What you need to do:
Which of the lines below contain the string "confirms"? Copy each one.

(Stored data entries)

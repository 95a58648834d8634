//! Temporal debouncing of the per-frame gesture stream.
//!
//! One consecutive-frame counter per label: seeing a label bumps its
//! counter and zeroes every other one; a frame with no hands at all decays
//! every counter by one instead of resetting, so a single-frame detector
//! dropout does not cost an in-progress streak. A gesture is *confirmed*
//! once its counter strictly exceeds [`CONFIRM_FRAMES`].
//!
//! The one-shot actions (photo step, snow toggle) are additionally gated by
//! wall-clock cooldowns. Time is always supplied by the caller — the state
//! never reads a clock — which keeps the debouncer deterministic under test.

use std::time::{Duration, Instant};

use crate::classify::GestureLabel;

/// A label must be seen on more than this many consecutive frames before it
/// confirms (i.e. the sixth identical frame is the first that can act).
pub const CONFIRM_FRAMES: u32 = 5;

/// Minimum interval between photo-step actions (pinch).
pub const PHOTO_COOLDOWN: Duration = Duration::from_millis(500);

/// Minimum interval between snow toggles (victory).
pub const SNOW_COOLDOWN: Duration = Duration::from_millis(2000);

/// Debounce counters and cooldown timestamps for one detection session.
///
/// An explicit value threaded through each frame call; torn down with the
/// session. Nothing here is global.
#[derive(Clone, Debug, Default)]
pub struct DebounceState {
    counters: [u32; GestureLabel::ALL.len()],
    last_photo_action: Option<Instant>,
    last_snow_toggle: Option<Instant>,
}

impl DebounceState {
    pub fn new() -> Self {
        Self::default()
    }

    /// Feed one frame's classification result.
    ///
    /// `Some(label)` increments that label's counter and hard-resets all
    /// others; `None` with no hands seen decays every counter by one.
    pub fn observe(&mut self, label: Option<GestureLabel>, any_hand_seen: bool) {
        match label {
            Some(label) => {
                let idx = label.index();
                for (i, c) in self.counters.iter_mut().enumerate() {
                    if i == idx {
                        *c += 1;
                    } else {
                        *c = 0;
                    }
                }
            }
            None if any_hand_seen => {
                // A hand is visible but matches nothing: a genuinely
                // different observation, so streaks end here.
                self.counters = Default::default();
            }
            None => {
                // Total hand loss: tolerate a dropout frame.
                for c in self.counters.iter_mut() {
                    *c = c.saturating_sub(1);
                }
            }
        }
    }

    pub fn count(&self, label: GestureLabel) -> u32 {
        self.counters[label.index()]
    }

    /// Whether the label has survived long enough to act on.
    pub fn is_confirmed(&self, label: GestureLabel) -> bool {
        self.count(label) > CONFIRM_FRAMES
    }

    /// One-shot labels re-arm by restarting their streak from zero.
    pub fn reset_counter(&mut self, label: GestureLabel) {
        self.counters[label.index()] = 0;
    }

    pub fn photo_gate_open(&self, now: Instant) -> bool {
        gate_open(self.last_photo_action, now, PHOTO_COOLDOWN)
    }

    pub fn snow_gate_open(&self, now: Instant) -> bool {
        gate_open(self.last_snow_toggle, now, SNOW_COOLDOWN)
    }

    /// Fire a photo-step action if its cooldown allows, consuming the
    /// streak on success. A closed gate leaves the counter intact so the
    /// action fires the moment the gate reopens while the pinch is held.
    pub fn try_fire_photo(&mut self, label: GestureLabel, now: Instant) -> bool {
        if !self.photo_gate_open(now) {
            return false;
        }
        self.last_photo_action = Some(now);
        self.reset_counter(label);
        true
    }

    /// Fire a snow toggle if its cooldown allows; same contract as
    /// [`Self::try_fire_photo`].
    pub fn try_fire_snow(&mut self, now: Instant) -> bool {
        if !self.snow_gate_open(now) {
            return false;
        }
        self.last_snow_toggle = Some(now);
        self.reset_counter(GestureLabel::Victory);
        true
    }
}

fn gate_open(last: Option<Instant>, now: Instant, cooldown: Duration) -> bool {
    match last {
        Some(t) => now.duration_since(t) >= cooldown,
        None => true,
    }
}

// ════════════════════════════════════════════════════════════════════════════
// Tests
// ════════════════════════════════════════════════════════════════════════════

#[cfg(test)]
mod tests {
    use super::*;

    const OPEN: GestureLabel = GestureLabel::OpenHand;
    const FIST: GestureLabel = GestureLabel::ClosedFist;

    #[test]
    fn five_frames_do_not_confirm_six_do() {
        let mut st = DebounceState::new();
        for _ in 0..5 {
            st.observe(Some(OPEN), true);
        }
        assert!(!st.is_confirmed(OPEN), "5 frames must not confirm");
        st.observe(Some(OPEN), true);
        assert!(st.is_confirmed(OPEN), "6th frame confirms");
    }

    #[test]
    fn a_different_label_resets_the_streak() {
        let mut st = DebounceState::new();
        for _ in 0..4 {
            st.observe(Some(OPEN), true);
        }
        st.observe(Some(FIST), true);
        assert_eq!(st.count(OPEN), 0);
        assert_eq!(st.count(FIST), 1);
    }

    #[test]
    fn an_unrecognized_hand_resets_all_streaks() {
        let mut st = DebounceState::new();
        for _ in 0..7 {
            st.observe(Some(OPEN), true);
        }
        st.observe(None, true);
        assert_eq!(st.count(OPEN), 0);
    }

    #[test]
    fn hand_loss_decays_instead_of_resetting() {
        let mut st = DebounceState::new();
        for _ in 0..7 {
            st.observe(Some(OPEN), true);
        }
        st.observe(None, false);
        assert_eq!(st.count(OPEN), 6);
        assert!(st.is_confirmed(OPEN), "streak survives a dropout frame");
        st.observe(Some(OPEN), true);
        assert_eq!(st.count(OPEN), 7);
    }

    #[test]
    fn decay_saturates_at_zero() {
        let mut st = DebounceState::new();
        st.observe(None, false);
        assert_eq!(st.count(OPEN), 0);
    }

    #[test]
    fn photo_gate_enforces_the_cooldown() {
        let mut st = DebounceState::new();
        let t0 = Instant::now();
        assert!(st.try_fire_photo(GestureLabel::PinchRight, t0));
        // Inside the window: suppressed.
        assert!(!st.try_fire_photo(GestureLabel::PinchRight, t0 + Duration::from_millis(499)));
        // At the boundary: fires again.
        assert!(st.try_fire_photo(GestureLabel::PinchRight, t0 + PHOTO_COOLDOWN));
    }

    #[test]
    fn snow_gate_enforces_two_seconds() {
        let mut st = DebounceState::new();
        let t0 = Instant::now();
        assert!(st.try_fire_snow(t0));
        assert!(!st.try_fire_snow(t0 + Duration::from_millis(1999)));
        assert!(st.try_fire_snow(t0 + SNOW_COOLDOWN));
    }

    #[test]
    fn firing_consumes_the_streak_a_closed_gate_does_not() {
        let mut st = DebounceState::new();
        let t0 = Instant::now();
        for _ in 0..6 {
            st.observe(Some(GestureLabel::Victory), true);
        }
        assert!(st.try_fire_snow(t0));
        assert_eq!(st.count(GestureLabel::Victory), 0);

        // Re-held within the cooldown: confirmed but not fired, and the
        // counter keeps the streak for when the gate reopens.
        for _ in 0..6 {
            st.observe(Some(GestureLabel::Victory), true);
        }
        assert!(st.is_confirmed(GestureLabel::Victory));
        assert!(!st.try_fire_snow(t0 + Duration::from_millis(100)));
        assert_eq!(st.count(GestureLabel::Victory), 6);
    }
}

Task response:
/// confirms (i.e. the sixth identical frame is the first that can act).
        assert!(st.is_confirmed(OPEN), "6th frame confirms");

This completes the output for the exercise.